Source here |
Kita Muslim di Indonesia benar-benar beruntung karena menjadi mayoritas di negara sendiri. Saat isu Islamophobia menyeruak di media asing, kita tidak banyak terpengaruh.
Tapi
pernahkah kita berpikir bagaimana rasanya bila kita yang menjadi target
Islamophobia atau Perbedaan-phobia lainnya?
Saya
berkunjung ke Korea awal tahun 2015 saat isu ISIS sedang panas-panasnya. Saat
itu Host saya sempat melontarkan kekhawatirannya karena saya berhijab dan
menyarankan untuk dicopot saja saat berjalan-jalan sendirian demi keamanan
(silahkan baca cerita lengkapnya disini) meski alhamdulillah tidak terjadi hal yang mengkhawatirkan.
Namun
ada satu kejadian kecil yang masih membekas di ingatan saya. Saat itu
saya berkunjung ke salah satu mall terkemuka. Kami tiba di salah satu counter dan melihat-lihat. Saat itulah saya
menyadari bahwa ada seorang pramuniaga yang bukannya melayani customer malah
menatap saya dengan pandangan mencemooh. Bahkan saat saya lihat balik beberapa
kali bukannya berpaling dia malah tetap menatap saya demikian sebelum akhirnya
berpaling karena ada customer yang bertanya.
Pengalaman
kedua adalah saat berada di Filipina. Saat berada di counter imigrasi, pak
petugas yang lumayan ganteng tetiba bertanya,
“Are
you Muslim?
“Yes.”
(Sudah was was kalau ada apa-apa)
“Assalamualaikum.”
“Oh
walaikumsalam.”
Saya
pun sempat bingung. Emang jarang banget ya Muslim di Filipin? Kok kayaknya
seneng banget ketemu satu Muslim. Padahal menurut mbah gugel islam adalah agama
terbesar kedua. Barulah setelah berbincang dengan teman-teman Filipina saya
mengetahui bahwa terdapat stigma miring mengenai Muslim Filipina yang
kebanyakan bermukin di bagian selatan. Stigma ini muncul karena radikalisme yang berpusat di bagian selatan Filipina yang mayoritasnya adalah Muslim (yang
kemarin-kemarin ngikutin berita penculikan nelayan Indonesia oleh kelompok Abu
Sayaf, nah mereka salah satu biangnya) sehingga Muslim dipandang 'berbahaya'.
Di
Indonesia ini saya termasuk golongan mayoritas dari segi suku, ras, dan agama
sehingga jujur saja tidak pernah menerima olok-olok berkaitan dengan hal
tersebut. Namun hanya karena saya tidak mengalami, bukan berarti hal itu tidak ada. Sudah beberapa kali saya
mendapat cerita mengenai Perbedaan-phobia yang dialami teman
entah karena suku, ras ataupun agama.
Ada satu kalimat yang membuat saya malu sekaligus salut saat seorang
teman bercerita tentang Perbedaan-phobia yang dialaminya karena perbedaan agama. Dia berkata, "Tapi aku percaya kok ga semua (sebutan penganut agama) kayak
gitu”. Jleb. Tau kenapa ngejleb? Karena yang dia alami adalah hasil generalisasi stigma, sedangkan dia sendiri yang jadi objek tidak mengeneralisir kelompok pelaku.

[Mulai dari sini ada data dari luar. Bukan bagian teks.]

use std::time::Duration;

use async_trait::async_trait;
use chrono::Utc;
use sqlx::PgPool;
use uuid::Uuid;

use super::{PermissionStore, RoleDirectory, UserDirectory};
use crate::{
    error::StoreError,
    models::{PermissionEntry, Role, UpdateRoleRequest, User},
    session::{Session, SessionStore, expiry_from},
};

const ROLE_COLUMNS: &str = "id, name, description, created_by, created_at, modified_by, modified_at";
const PERMISSION_COLUMNS: &str =
    "id, role_id, route, permission, created_by, created_at, modified_by, modified_at";
const USER_COLUMNS: &str = "id, username, role_id, created_by, created_at, modified_by, modified_at";
const SESSION_COLUMNS: &str =
    "id, remote_addr, host, username, role_id, pending_denied_route, created_at, expires_at";

/// PostgresRepository
///
/// The production implementation of every store trait, backed by PostgreSQL.
/// Schema lives in `migrations/`; the `(role_id, route)` unique index is what makes
/// `upsert_permission` safe under concurrent reconciliation.
#[derive(Clone)]
pub struct PostgresRepository {
    pool: PgPool,
    session_ttl: Duration,
}

impl PostgresRepository {
    /// Creates a new repository using the initialized connection pool.
    pub fn new(pool: PgPool, session_ttl: Duration) -> Self {
        Self { pool, session_ttl }
    }
}

// Unique-constraint violations are caller errors (duplicate name), not outages.
fn write_error(err: sqlx::Error, what: &str) -> StoreError {
    match &err {
        sqlx::Error::Database(db) if db.is_unique_violation() => {
            StoreError::Conflict(format!("{what} already exists"))
        }
        _ => StoreError::Database(err),
    }
}

#[async_trait]
impl RoleDirectory for PostgresRepository {
    async fn list_roles(&self) -> Result<Vec<Role>, StoreError> {
        let query = format!("SELECT {ROLE_COLUMNS} FROM roles ORDER BY name");
        Ok(sqlx::query_as::<_, Role>(&query).fetch_all(&self.pool).await?)
    }

    async fn read_role(&self, id: &str) -> Result<Option<Role>, StoreError> {
        let query = format!("SELECT {ROLE_COLUMNS} FROM roles WHERE id = $1");
        Ok(sqlx::query_as::<_, Role>(&query)
            .bind(id)
            .fetch_optional(&self.pool)
            .await?)
    }

    async fn read_role_by_name(&self, name: &str) -> Result<Option<Role>, StoreError> {
        let query = format!("SELECT {ROLE_COLUMNS} FROM roles WHERE name = $1");
        Ok(sqlx::query_as::<_, Role>(&query)
            .bind(name)
            .fetch_optional(&self.pool)
            .await?)
    }

    async fn create_role(&self, name: &str, description: &str, created_by: &str) -> Result<Role, StoreError> {
        let query = format!(
            "INSERT INTO roles (id, name, description, created_by, created_at, modified_by, modified_at) \
             VALUES ($1, $2, $3, $4, NOW(), $4, NOW()) RETURNING {ROLE_COLUMNS}"
        );
        sqlx::query_as::<_, Role>(&query)
            .bind(Uuid::new_v4().to_string())
            .bind(name)
            .bind(description)
            .bind(created_by)
            .fetch_one(&self.pool)
            .await
            .map_err(|e| write_error(e, &format!("role '{name}'")))
    }

    /// Partial update: `COALESCE` keeps columns whose field is `None`.
    async fn update_role(
        &self,
        id: &str,
        changes: UpdateRoleRequest,
        modified_by: &str,
    ) -> Result<Option<Role>, StoreError> {
        let query = format!(
            "UPDATE roles SET name = COALESCE($2, name), description = COALESCE($3, description), \
             modified_by = $4, modified_at = NOW() WHERE id = $1 RETURNING {ROLE_COLUMNS}"
        );
        sqlx::query_as::<_, Role>(&query)
            .bind(id)
            .bind(changes.name.as_deref())
            .bind(changes.description.as_deref())
            .bind(modified_by)
            .fetch_optional(&self.pool)
            .await
            .map_err(|e| write_error(e, "role name"))
    }

    async fn delete_role(&self, id: &str) -> Result<bool, StoreError> {
        let result = sqlx::query("DELETE FROM roles WHERE id = $1")
            .bind(id)
            .execute(&self.pool)
            .await?;
        Ok(result.rows_affected() > 0)
    }
}

#[async_trait]
impl PermissionStore for PostgresRepository {
    async fn list_permission_entries(&self) -> Result<Vec<PermissionEntry>, StoreError> {
        let query = format!("SELECT {PERMISSION_COLUMNS} FROM permissions ORDER BY route, role_id");
        Ok(sqlx::query_as::<_, PermissionEntry>(&query)
            .fetch_all(&self.pool)
            .await?)
    }

    /// Served by the `(role_id, route)` unique index.
    async fn read_permission(&self, role_id: &str, route: &str) -> Result<Option<PermissionEntry>, StoreError> {
        let query = format!("SELECT {PERMISSION_COLUMNS} FROM permissions WHERE role_id = $1 AND route = $2");
        Ok(sqlx::query_as::<_, PermissionEntry>(&query)
            .bind(role_id)
            .bind(route)
            .fetch_optional(&self.pool)
            .await?)
    }

    /// Single-statement find-or-create / find-or-update. Concurrent callers for the
    /// same pair serialize on the unique index; the last writer wins.
    async fn upsert_permission(
        &self,
        role_id: &str,
        route: &str,
        permission: bool,
        modified_by: &str,
    ) -> Result<PermissionEntry, StoreError> {
        let query = format!(
            "INSERT INTO permissions (id, role_id, route, permission, created_by, created_at, modified_by, modified_at) \
             VALUES ($1, $2, $3, $4, $5, NOW(), $5, NOW()) \
             ON CONFLICT (role_id, route) DO UPDATE SET \
                 permission = EXCLUDED.permission, \
                 modified_by = EXCLUDED.modified_by, \
                 modified_at = NOW() \
             RETURNING {PERMISSION_COLUMNS}"
        );
        Ok(sqlx::query_as::<_, PermissionEntry>(&query)
            .bind(Uuid::new_v4().to_string())
            .bind(role_id)
            .bind(route)
            .bind(permission)
            .bind(modified_by)
            .fetch_one(&self.pool)
            .await?)
    }

    async fn insert_permission(
        &self,
        role_id: &str,
        route: &str,
        permission: bool,
        created_by: &str,
    ) -> Result<bool, StoreError> {
        let result = sqlx::query(
            "INSERT INTO permissions (id, role_id, route, permission, created_by, created_at, modified_by, modified_at) \
             VALUES ($1, $2, $3, $4, $5, NOW(), $5, NOW()) \
             ON CONFLICT (role_id, route) DO NOTHING",
        )
        .bind(Uuid::new_v4().to_string())
        .bind(role_id)
        .bind(route)
        .bind(permission)
        .bind(created_by)
        .execute(&self.pool)
        .await?;
        Ok(result.rows_affected() > 0)
    }

    async fn delete_permission(&self, id: &str) -> Result<u64, StoreError> {
        let result = sqlx::query("DELETE FROM permissions WHERE id = $1")
            .bind(id)
            .execute(&self.pool)
            .await?;
        Ok(result.rows_affected())
    }
}

#[async_trait]
impl UserDirectory for PostgresRepository {
    async fn list_users(&self) -> Result<Vec<User>, StoreError> {
        let query = format!("SELECT {USER_COLUMNS} FROM users ORDER BY username");
        Ok(sqlx::query_as::<_, User>(&query).fetch_all(&self.pool).await?)
    }

    async fn read_user(&self, id: &str) -> Result<Option<User>, StoreError> {
        let query = format!("SELECT {USER_COLUMNS} FROM users WHERE id = $1");
        Ok(sqlx::query_as::<_, User>(&query)
            .bind(id)
            .fetch_optional(&self.pool)
            .await?)
    }

    async fn read_user_by_username(&self, username: &str) -> Result<Option<User>, StoreError> {
        let query = format!("SELECT {USER_COLUMNS} FROM users WHERE username = $1");
        Ok(sqlx::query_as::<_, User>(&query)
            .bind(username)
            .fetch_optional(&self.pool)
            .await?)
    }

    async fn create_user(&self, username: &str, role_id: Option<&str>, created_by: &str) -> Result<User, StoreError> {
        let query = format!(
            "INSERT INTO users (id, username, role_id, created_by, created_at, modified_by, modified_at) \
             VALUES ($1, $2, $3, $4, NOW(), $4, NOW()) RETURNING {USER_COLUMNS}"
        );
        sqlx::query_as::<_, User>(&query)
            .bind(Uuid::new_v4().to_string())
            .bind(username)
            .bind(role_id)
            .bind(created_by)
            .fetch_one(&self.pool)
            .await
            .map_err(|e| write_error(e, &format!("user '{username}'")))
    }

    async fn assign_role(&self, id: &str, role_id: &str, modified_by: &str) -> Result<Option<User>, StoreError> {
        let query = format!(
            "UPDATE users SET role_id = $2, modified_by = $3, modified_at = NOW() \
             WHERE id = $1 RETURNING {USER_COLUMNS}"
        );
        Ok(sqlx::query_as::<_, User>(&query)
            .bind(id)
            .bind(role_id)
            .bind(modified_by)
            .fetch_optional(&self.pool)
            .await?)
    }

    async fn delete_user(&self, id: &str) -> Result<bool, StoreError> {
        let result = sqlx::query("DELETE FROM users WHERE id = $1")
            .bind(id)
            .execute(&self.pool)
            .await?;
        Ok(result.rows_affected() > 0)
    }
}

#[async_trait]
impl SessionStore for PostgresRepository {
    async fn load(&self, id: &str) -> Result<Option<Session>, StoreError> {
        let query = format!("SELECT {SESSION_COLUMNS} FROM sessions WHERE id = $1 AND expires_at > NOW()");
        Ok(sqlx::query_as::<_, Session>(&query)
            .bind(id)
            .fetch_optional(&self.pool)
            .await?)
    }

    async fn create(&self, session: &Session) -> Result<(), StoreError> {
        let expires_at = expiry_from(Utc::now(), self.session_ttl);
        sqlx::query(
            "INSERT INTO sessions (id, remote_addr, host, username, role_id, pending_denied_route, created_at, expires_at) \
             VALUES ($1, $2, $3, $4, $5, $6, $7, $8)",
        )
        .bind(&session.id)
        .bind(&session.remote_addr)
        .bind(&session.host)
        .bind(&session.username)
        .bind(session.role_id.as_deref())
        .bind(session.pending_denied_route.as_deref())
        .bind(session.created_at)
        .bind(expires_at)
        .execute(&self.pool)
        .await?;
        Ok(())
    }

    /// Updates the row only while it is live; a destroyed or expired session stays gone.
    async fn save(&self, session: &Session) -> Result<(), StoreError> {
        let expires_at = expiry_from(Utc::now(), self.session_ttl);
        sqlx::query(
            "UPDATE sessions SET role_id = $2, pending_denied_route = $3, expires_at = $4 \
             WHERE id = $1 AND expires_at > NOW()",
        )
        .bind(&session.id)
        .bind(session.role_id.as_deref())
        .bind(session.pending_denied_route.as_deref())
        .bind(expires_at)
        .execute(&self.pool)
        .await?;
        Ok(())
    }

    async fn destroy(&self, id: &str) -> Result<(), StoreError> {
        sqlx::query("DELETE FROM sessions WHERE id = $1")
            .bind(id)
            .execute(&self.pool)
            .await?;
        Ok(())
    }

    async fn list(&self) -> Result<Vec<Session>, StoreError> {
        let query = format!(
            "SELECT {SESSION_COLUMNS} FROM sessions WHERE expires_at > NOW() ORDER BY created_at, id"
        );
        Ok(sqlx::query_as::<_, Session>(&query).fetch_all(&self.pool).await?)
    }

    async fn purge_expired(&self) -> Result<u64, StoreError> {
        let result = sqlx::query("DELETE FROM sessions WHERE expires_at <= NOW()")
            .execute(&self.pool)
            .await?;
        Ok(result.rows_affected())
    }
}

Perbedaan-phobia yang saya alami memang bukan apa-apa. Tapi yang paling mengena adalah membayangkan saudara kita harus mengalami hal seperti itu, bahkan lebih parah dan lebih sering……………………………… Dan bagaimana jika kita yang mengalami.
Wassalam.
Perbedaan-phobia yang saya alami memang bukan apa-apa. Tapi yang paling mengena adalah membayangkan saudara kita harus mengalami hal seperti itu, bahkan lebih parah dan lebih sering……………………………… Dan bagaimana jika kita yang mengalami.
Wassalam.
Source here Kita Muslim di Indonesia benar-benar beruntung karena menjadi mayoritas di negara sendiri. Saat isu Islamophobia menyeruak d...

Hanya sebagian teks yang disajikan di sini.